• _PROBLEM REQUIREMENTS_
The only thing to report is how many lines of the data contain the word "specs".

──────────────────────────────

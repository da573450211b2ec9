// Copyright (c) 2026 Robert L. Snyder, Sierra Vista, AZ
// Licensed under the MIT License. See LICENSE file in the project root for details.

//! Soundboard model.
//!
//! The board is a fixed set of sections, each holding a fixed number of
//! button slots. Slots are created once from a list of [`SectionSpec`]s
//! and are only ever reset en masse; clips come and go per slot.

pub mod slot;

pub use slot::{strip_extension, Clip, Slot, SlotId, SlotState, DEFAULT_COLOR};

use std::collections::BTreeMap;
use std::fmt;
use std::str::FromStr;

use tracing::{debug, info};

use crate::error::{Result, SoundboardError};

/// The sections of the board, known at compile time
#[derive(Debug, Clone, Copy, PartialEq, Eq, Hash, PartialOrd, Ord)]
pub enum SectionId {
    /// Down-and-distance calls
    Down,
    /// Team chants
    Team,
    /// Everything else
    Misc,
    /// Player walk-ups
    Player,
}

impl SectionId {
    /// All sections in display order
    pub const ALL: [SectionId; 4] = [
        SectionId::Down,
        SectionId::Team,
        SectionId::Misc,
        SectionId::Player,
    ];

    /// Key used in project files
    pub fn key(&self) -> &'static str {
        match self {
            SectionId::Down => "section1",
            SectionId::Team => "section2",
            SectionId::Misc => "section3",
            SectionId::Player => "section4",
        }
    }

    /// Human readable title
    pub fn title(&self) -> &'static str {
        match self {
            SectionId::Down => "Downs",
            SectionId::Team => "Team",
            SectionId::Misc => "Miscellaneous",
            SectionId::Player => "Players",
        }
    }

    /// Look up a section by project file key
    pub fn from_key(key: &str) -> Option<Self> {
        Self::ALL.into_iter().find(|id| id.key() == key)
    }
}

impl fmt::Display for SectionId {
    fn fmt(&self, f: &mut fmt::Formatter<'_>) -> fmt::Result {
        f.write_str(self.key())
    }
}

impl FromStr for SectionId {
    type Err = SoundboardError;

    fn from_str(s: &str) -> Result<Self> {
        Self::from_key(s).ok_or_else(|| SoundboardError::section_not_found(s))
    }
}

/// How a section is laid out when the board is initialized
#[derive(Debug, Clone, PartialEq, Eq)]
pub struct SectionSpec {
    /// Which section
    pub id: SectionId,
    /// Number of slots
    pub capacity: usize,
    /// Label prefix for generated labels
    pub label_prefix: String,
    /// Number shown on the first generated label
    pub first_label: usize,
}

impl SectionSpec {
    /// Create a section layout with 1-based labels
    pub fn new(id: SectionId, capacity: usize, label_prefix: impl Into<String>) -> Self {
        Self {
            id,
            capacity,
            label_prefix: label_prefix.into(),
            first_label: 1,
        }
    }

    /// Set the number of the first label
    pub fn with_first_label(mut self, first_label: usize) -> Self {
        self.first_label = first_label;
        self
    }

    /// The standard board: 4 downs, 4 team, 50 misc, 60 players (numbered from 0)
    pub fn defaults() -> Vec<SectionSpec> {
        vec![
            SectionSpec::new(SectionId::Down, 4, "Down"),
            SectionSpec::new(SectionId::Team, 4, "Team"),
            SectionSpec::new(SectionId::Misc, 50, "Misc"),
            SectionSpec::new(SectionId::Player, 60, "Player").with_first_label(0),
        ]
    }

    /// Generated id for the slot at `index`
    pub fn slot_id(&self, index: usize) -> SlotId {
        SlotId::new(format!("btn_{}_{}", self.id.key(), index))
    }

    /// Generated label for the slot at `index`
    pub fn slot_label(&self, index: usize) -> String {
        format!("{} {}", self.label_prefix, self.first_label + index)
    }
}

/// A section of the board
#[derive(Debug, Clone, PartialEq, Eq)]
pub struct Section {
    id: SectionId,
    capacity: usize,
    slots: Vec<Slot>,
}

impl Section {
    /// Create an empty section
    pub fn new(id: SectionId, capacity: usize) -> Self {
        Self {
            id,
            capacity,
            slots: Vec::with_capacity(capacity),
        }
    }

    /// Build a section from stored slots. Capacity grows to fit.
    pub fn with_slots(id: SectionId, capacity: usize, slots: Vec<Slot>) -> Self {
        let capacity = capacity.max(slots.len());
        Self {
            id,
            capacity,
            slots,
        }
    }

    /// Section identifier
    pub fn id(&self) -> SectionId {
        self.id
    }

    /// Maximum number of slots
    pub fn capacity(&self) -> usize {
        self.capacity
    }

    /// Slots in display order
    pub fn slots(&self) -> &[Slot] {
        &self.slots
    }

    /// Number of slots
    pub fn len(&self) -> usize {
        self.slots.len()
    }

    /// Whether the section has no slots yet
    pub fn is_empty(&self) -> bool {
        self.slots.is_empty()
    }

    /// Number of slots holding a clip
    pub fn loaded_count(&self) -> usize {
        self.slots.iter().filter(|s| s.is_loaded()).count()
    }

    fn fill(&mut self, spec: &SectionSpec) {
        let count = spec.capacity.min(self.capacity);
        for index in 0..count {
            self.slots.push(Slot::new(spec.slot_id(index), spec.slot_label(index)));
        }
    }
}

/// The in-memory board: every section and slot
#[derive(Debug, Clone, PartialEq, Eq, Default)]
pub struct Soundboard {
    sections: BTreeMap<SectionId, Section>,
}

impl Soundboard {
    /// Create a board with no sections
    pub fn new() -> Self {
        Self::default()
    }

    /// Create a board initialized from `specs`
    pub fn with_specs(specs: &[SectionSpec]) -> Self {
        let mut board = Self::new();
        board.initialize(specs);
        board
    }

    /// Create empty slots for every section that has none yet.
    ///
    /// Sections that already hold slots are left untouched so loaded
    /// clips survive a second call.
    pub fn initialize(&mut self, specs: &[SectionSpec]) {
        for spec in specs {
            let section = self
                .sections
                .entry(spec.id)
                .or_insert_with(|| Section::new(spec.id, spec.capacity));

            if !section.is_empty() {
                debug!(section = %spec.id, "section already populated, skipping");
                continue;
            }

            section.fill(spec);
            debug!(section = %spec.id, slots = section.len(), "section initialized");
        }
    }

    /// Drop every slot and clip, then initialize again
    pub fn reset_all(&mut self, specs: &[SectionSpec]) {
        self.sections.clear();
        self.initialize(specs);
        info!(slots = self.slot_count(), "board reset");
    }

    /// Replace every section wholesale
    pub fn replace_sections(&mut self, sections: Vec<Section>) {
        self.sections = sections.into_iter().map(|s| (s.id(), s)).collect();
    }

    /// Bind a clip to a slot.
    ///
    /// The label becomes the file name without its extension and the slot
    /// goes idle. Stopping any playback of this slot is the caller's job.
    pub fn assign_clip(
        &mut self,
        slot_id: &SlotId,
        filename: &str,
        media_type: &str,
        bytes: Vec<u8>,
    ) -> Result<&Slot> {
        let slot = self.find_slot_mut(slot_id)?;
        slot.assign(Clip::new(filename, media_type, bytes));
        info!(slot = %slot_id, filename, "clip assigned");
        Ok(&*slot)
    }

    /// Remove the clip from a slot, keeping its label
    pub fn delete_clip(&mut self, slot_id: &SlotId) -> Result<&Slot> {
        let slot = self.find_slot_mut(slot_id)?;
        slot.clear();
        info!(slot = %slot_id, "clip deleted");
        Ok(&*slot)
    }

    /// Look up a slot in any section
    pub fn find_slot(&self, slot_id: &SlotId) -> Result<&Slot> {
        self.sections
            .values()
            .flat_map(|section| section.slots.iter())
            .find(|slot| slot.id() == slot_id)
            .ok_or_else(|| SoundboardError::slot_not_found(slot_id.as_str()))
    }

    /// Look up a slot in any section, mutably
    pub fn find_slot_mut(&mut self, slot_id: &SlotId) -> Result<&mut Slot> {
        self.sections
            .values_mut()
            .flat_map(|section| section.slots.iter_mut())
            .find(|slot| slot.id() == slot_id)
            .ok_or_else(|| SoundboardError::slot_not_found(slot_id.as_str()))
    }

    /// Get a section
    pub fn section(&self, id: SectionId) -> Option<&Section> {
        self.sections.get(&id)
    }

    /// All sections in display order
    pub fn sections(&self) -> impl Iterator<Item = &Section> {
        self.sections.values()
    }

    /// Slot at a position within a section
    pub fn slot_at(&self, section: SectionId, index: usize) -> Option<&Slot> {
        self.sections.get(&section).and_then(|s| s.slots.get(index))
    }

    /// Every slot on the board
    pub fn slots(&self) -> impl Iterator<Item = &Slot> {
        self.sections.values().flat_map(|s| s.slots.iter())
    }

    /// Total number of slots
    pub fn slot_count(&self) -> usize {
        self.sections.values().map(Section::len).sum()
    }

    /// Number of slots holding a clip
    pub fn loaded_count(&self) -> usize {
        self.sections.values().map(Section::loaded_count).sum()
    }

    /// Set every slot idle
    pub(crate) fn idle_all(&mut self) {
        for slot in self.sections.values_mut().flat_map(|s| s.slots.iter_mut()) {
            slot.set_state(SlotState::Idle);
        }
    }
}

──────────────────────────────

• _SOLUTION FOR THIS TASK_
7